By Jen Maravegias | Miscellaneous | September 24, 2021 |
By Jen Maravegias | Miscellaneous | September 24, 2021 |
This is a little bit Inside Baseball for casual consumers of film, television, and theater, but it’s important not only to the theater and film/television industries but also to the big picture of workers’ rights in this country. Do you remember the writers’ strike back in 2007? Well, this is bigger and could have a much larger impact on everything we watch.
IATSE is The International Alliance of Theatrical Stage Employees, Moving Picture Technicians, Artists and Allied Crafts of the United States, Its Territories and Canada. Representing more than 150,000 workers across basically every aspect of the entertainment industry, IATSE’s mission is to improve all entertainment workers’ lives both inside and outside the workplace. The union covers everyone from craft services to writers, stage managers to lighting designers, and they’ve just authorized a strike vote. If they do vote to strike next week, productions across the country will shut down just as they’re revving back up after almost two years of Covid lockdowns.
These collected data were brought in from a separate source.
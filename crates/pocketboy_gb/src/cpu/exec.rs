//! Opcode dispatch.
//!
//! One match over the dense id space routes every instruction to a
//! parameterised handler; the regular LD/ALU/CB blocks decode their operand
//! from the id's bit fields instead of enumerating 64 arms each.

use super::{Cpu, Operand, Reg16, Reg8};
use crate::bus::Bus;
use crate::error::Error;
use crate::opcodes;

const ACC: Operand = Operand::Reg(Reg8::A);

mod alu;
mod cb;
mod control;
mod ld;

pub(super) use cb::{Direction, ShiftContext, ShiftKind};
pub(super) use control::Cond;

/// BC/DE/HL/SP from bits 4-5, as used by the d16 load, INC/DEC and
/// ADD HL rows.
fn wide_pair(id: u16) -> Reg16 {
    match (id >> 4) & 3 {
        0 => Reg16::BC,
        1 => Reg16::DE,
        2 => Reg16::HL,
        _ => Reg16::SP,
    }
}

/// BC/DE/HL/AF from bits 4-5, as used by PUSH and POP.
fn stack_pair(id: u16) -> Reg16 {
    match (id >> 4) & 3 {
        0 => Reg16::BC,
        1 => Reg16::DE,
        2 => Reg16::HL,
        _ => Reg16::AF,
    }
}

impl Cpu {
    pub(super) fn exec(&mut self, bus: &mut Bus, id: u16) -> Result<(), Error> {
        use self::Direction::{Left, Right};
        use self::ShiftContext::Accumulator;
        use self::ShiftKind::{Rotate, ThroughCarry};

        let dst = Operand::from_code((id >> 3) as u8);
        let src = Operand::from_code(id as u8);

        match id {
            0x00 => {
                self.cycles.add(1, 4);
                Ok(())
            }
            0x01 | 0x11 | 0x21 | 0x31 => self.ld16_imm(bus, wide_pair(id)),
            0x02 => self.ld8(bus, Operand::Mem(Reg16::BC), ACC),
            0x0A => self.ld8(bus, ACC, Operand::Mem(Reg16::BC)),
            0x12 => self.ld8(bus, Operand::Mem(Reg16::DE), ACC),
            0x1A => self.ld8(bus, ACC, Operand::Mem(Reg16::DE)),
            0x03 | 0x13 | 0x23 | 0x33 => self.inc16(wide_pair(id)),
            0x0B | 0x1B | 0x2B | 0x3B => self.dec16(wide_pair(id)),
            0x04 | 0x0C | 0x14 | 0x1C | 0x24 | 0x2C | 0x34 | 0x3C => self.inc8(bus, dst),
            0x05 | 0x0D | 0x15 | 0x1D | 0x25 | 0x2D | 0x35 | 0x3D => self.dec8(bus, dst),
            0x06 | 0x0E | 0x16 | 0x1E | 0x26 | 0x2E | 0x36 | 0x3E => self.ld8_imm(bus, dst),
            0x07 => self.shift8(bus, ACC, Left, Rotate, Accumulator),
            0x0F => self.shift8(bus, ACC, Right, Rotate, Accumulator),
            0x17 => self.shift8(bus, ACC, Left, ThroughCarry, Accumulator),
            0x1F => self.shift8(bus, ACC, Right, ThroughCarry, Accumulator),
            0x08 => self.ld_a16_sp(bus),
            0x09 | 0x19 | 0x29 | 0x39 => self.add16_hl(wide_pair(id)),
            0x10 | 0x76 => self.halt(),
            0x18 => self.jr(bus, Cond::Always),
            0x20 => self.jr(bus, Cond::NotZero),
            0x28 => self.jr(bus, Cond::Zero),
            0x30 => self.jr(bus, Cond::NotCarry),
            0x38 => self.jr(bus, Cond::Carry),
            0x22 => self.ld_hl_step(bus, false, 1),
            0x2A => self.ld_hl_step(bus, true, 1),
            0x32 => self.ld_hl_step(bus, false, -1),
            0x3A => self.ld_hl_step(bus, true, -1),
            0x27 => self.daa(),
            0x2F => self.cpl(),
            0x37 => self.set_carry(false),
            0x3F => self.set_carry(true),
            0x40..=0x7F => self.ld8(bus, dst, src),
            0x80..=0x87 => self.add8(bus, src, false),
            0x88..=0x8F => self.add8(bus, src, true),
            0x90..=0x97 => self.sub8(bus, src, false, true),
            0x98..=0x9F => self.sub8(bus, src, true, true),
            0xA0..=0xA7 => self.and8(bus, src),
            0xA8..=0xAF => self.xor8(bus, src),
            0xB0..=0xB7 => self.or8(bus, src),
            0xB8..=0xBF => self.sub8(bus, src, false, false),
            0xC0 => self.ret_cond(bus, Cond::NotZero),
            0xC8 => self.ret_cond(bus, Cond::Zero),
            0xD0 => self.ret_cond(bus, Cond::NotCarry),
            0xD8 => self.ret_cond(bus, Cond::Carry),
            0xC9 => self.ret(bus),
            0xD9 => self.reti(bus),
            0xC1 | 0xD1 | 0xE1 | 0xF1 => self.pop16(bus, stack_pair(id)),
            0xC5 | 0xD5 | 0xE5 | 0xF5 => self.push16(bus, stack_pair(id)),
            0xC2 => self.jp(bus, Cond::NotZero),
            0xCA => self.jp(bus, Cond::Zero),
            0xD2 => self.jp(bus, Cond::NotCarry),
            0xDA => self.jp(bus, Cond::Carry),
            0xC3 => self.jp(bus, Cond::Always),
            0xE9 => self.jp_hl(),
            0xC4 => self.call(bus, Cond::NotZero),
            0xCC => self.call(bus, Cond::Zero),
            0xD4 => self.call(bus, Cond::NotCarry),
            0xDC => self.call(bus, Cond::Carry),
            0xCD => self.call(bus, Cond::Always),
            0xC6 => self.add8_imm(bus, false),
            0xCE => self.add8_imm(bus, true),
            0xD6 => self.sub8_imm(bus, false, true),
            0xDE => self.sub8_imm(bus, true, true),
            0xE6 => self.and8_imm(bus),
            0xEE => self.xor8_imm(bus),
            0xF6 => self.or8_imm(bus),
            0xFE => self.sub8_imm(bus, false, false),
            0xC7 | 0xCF | 0xD7 | 0xDF | 0xE7 | 0xEF | 0xF7 | 0xFF => {
                self.rst(bus, (id & 0x38) as u16)
            }
            0xE0 => self.ldh_a8(bus, true),
            0xF0 => self.ldh_a8(bus, false),
            0xE2 => self.ld8(bus, Operand::HighC, ACC),
            0xF2 => self.ld8(bus, ACC, Operand::HighC),
            0xE8 => self.add_sp_r8(bus),
            0xF8 => self.ld_hl_sp_r8(bus),
            0xF9 => self.ld_sp_hl(),
            0xEA => self.ld_a16_a(bus, true),
            0xFA => self.ld_a16_a(bus, false),
            0xF3 => self.set_ime(false),
            0xFB => self.set_ime(true),
            // 0xCB itself never reaches here via step(); treat a direct call
            // like an unassigned slot.
            0xCB | 0xD3 | 0xDB | 0xDD | 0xE3 | 0xE4 | 0xEB | 0xEC | 0xED | 0xF4 | 0xFC | 0xFD => {
                Err(self.decode_error(id))
            }
            0x100..=0x1FF => self.exec_cb(bus, (id & 0xFF) as u8),
            _ => panic!("opcode id 0x{id:03X} out of range"),
        }
    }

    fn exec_cb(&mut self, bus: &mut Bus, op: u8) -> Result<(), Error> {
        use self::Direction::{Left, Right};
        use self::ShiftContext::General;
        use self::ShiftKind::{Rotate, Shift, SignExtend, ThroughCarry};

        let operand = Operand::from_code(op);
        let bit = (op >> 3) & 7;
        match op >> 6 {
            0 => match bit {
                0 => self.shift8(bus, operand, Left, Rotate, General),
                1 => self.shift8(bus, operand, Right, Rotate, General),
                2 => self.shift8(bus, operand, Left, ThroughCarry, General),
                3 => self.shift8(bus, operand, Right, ThroughCarry, General),
                4 => self.shift8(bus, operand, Left, Shift, General),
                5 => self.shift8(bus, operand, Right, SignExtend, General),
                6 => self.swap8(bus, operand),
                _ => self.shift8(bus, operand, Right, Shift, General),
            },
            1 => self.bit_test(bus, operand, bit),
            2 => self.bit_assign(bus, operand, bit, false),
            _ => self.bit_assign(bus, operand, bit, true),
        }
    }

    fn decode_error(&self, id: u16) -> Error {
        // PC already advanced past the opcode byte(s).
        let fetched = if id > 0xFF { 2 } else { 1 };
        Error::Decode {
            opcode: id,
            mnemonic: opcodes::OPCODES[id as usize].mnemonic.to_string(),
            pc: self.pc.value().wrapping_sub(fetched),
        }
    }
}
IATSE has been in talks with The Alliance of Motion Picture and Television Producers (AMPTP) for months trying to renegotiate their basic agreements to address a list of grievous workplace issues:
• Excessively unsafe and harmful working hours.
• Unlivable wages for the lowest-paid crafts.
• Consistent failure to provide reasonable rest during meal breaks, between workdays, and on weekends.
• Workers on certain “new media” streaming projects get paid less, even on productions with budgets that rival or exceed those of traditionally released blockbusters.
To put this in perspective, members of The AMPTP include Paramount Pictures, Sony Pictures, Universal Pictures, Walt Disney Studios, and Warner Bros. So when you go to Twitter and read the stories that are part of #IALivingWage and #IAReasonableRest, or go to Instagram and check out ia_stories you need to understand that it’s not like the AMPTP couldn’t just throw money at this to fix things. They simply don’t want to. Because Capitalism.
Not a single one of the shows or movies we all enjoy on linear TV, cable, in theaters, or streaming would exist without IATSE members. These are the folks who have specialized, technical skill sets and work 16-20 hours a day on productions, in most cases for non-livable wages (you try living in L.A on $16/hour.) Often they’re not given proper breaks for meals because it’s cheaper to pay the penalty than budget and take time out of shooting for proper meal breaks. They’re not given reasonable time off, sometimes expected to make do with a 3-4 hour break between the end of one workday and the start of the next. These working conditions can lead to health issues, but do they have time or money to see doctors? NO.
IATSE members spend weeks and months at a time working on productions side by side with actors and directors. There are no televised award shows for them. No profit-sharing or back-end deals. Hell, how many of us actually even sit and watch all of the credits at the end of a movie? But without them, none of the magic would happen.
Despite some entertainment news outlets framing this strike vote as IATSE vs The Industry, a lot of actual members of the industry and SAG-AFTRA support the IATSE strike. So, suck it, Deadline.
The crews are the backbones of our industry. First ones in, last ones out. They deserve safe conditions and attainable health care. I stand with @IATSE.
— Mindy Kaling (@mindykaling) September 23, 2021
Noone wants a strike. @IATSE is being forced to consider it by negotiators for the AMPTP who refuse to even discuss guaranteed meal breaks or 10 hour turnarounds. That's nuts. If you make a living in front of a camera, now is the time to speak for the people who make it possible.
— Bradley Whitford (@BradleyWhitford) September 21, 2021
I stand with IATSE. First of all, I love my collaborators and want them to thrive. But also everyone deserves a living wage for the city they work in, decent rest periods, and safe workplaces. That’s actually a very small ask! https://t.co/9xst5eRE41
— Ashley Nicole Black (@ashleyn1cole) September 21, 2021
I haven’t even gone off about the whole idea that streaming is still considered “new media” and therefore subject to an entirely unfair pay rate. Netflix started offering streaming 14 YEARS AGO. Amazon Prime Video debuted as “Amazon Unbox” 15 YEARS AGO. Streaming. Isn’t. New. The longer the studios refuse to accept that and renegotiate contracts to include fair compensation for streaming projects, the more actions like this and lawsuits like Scarlett Johansson’s we’re going to see.
The federal minimum wage stalled out at $7.25/hour in 2009. In the 12 years since then, the fight for fair wages is constantly being fought state by state, industry by industry, employer by employer. We’ve watched it play out with the Nabisco and Mondelez International strikes that started last month. We’ll see it in Hollywood if these giant, multi-national, multi-million dollar corporations don’t get with the program and start meeting their workers’ basic human needs. While an IATSE strike could mean catastrophe for the industry all of us here love and enjoy the fruits of, we cannot expect the hardest working among us to continue busting their asses in unsafe working conditions for low wages while other people get rich (and stay rich) off of their sweat.
#IStandWithIATSE and all the workers. And so should you.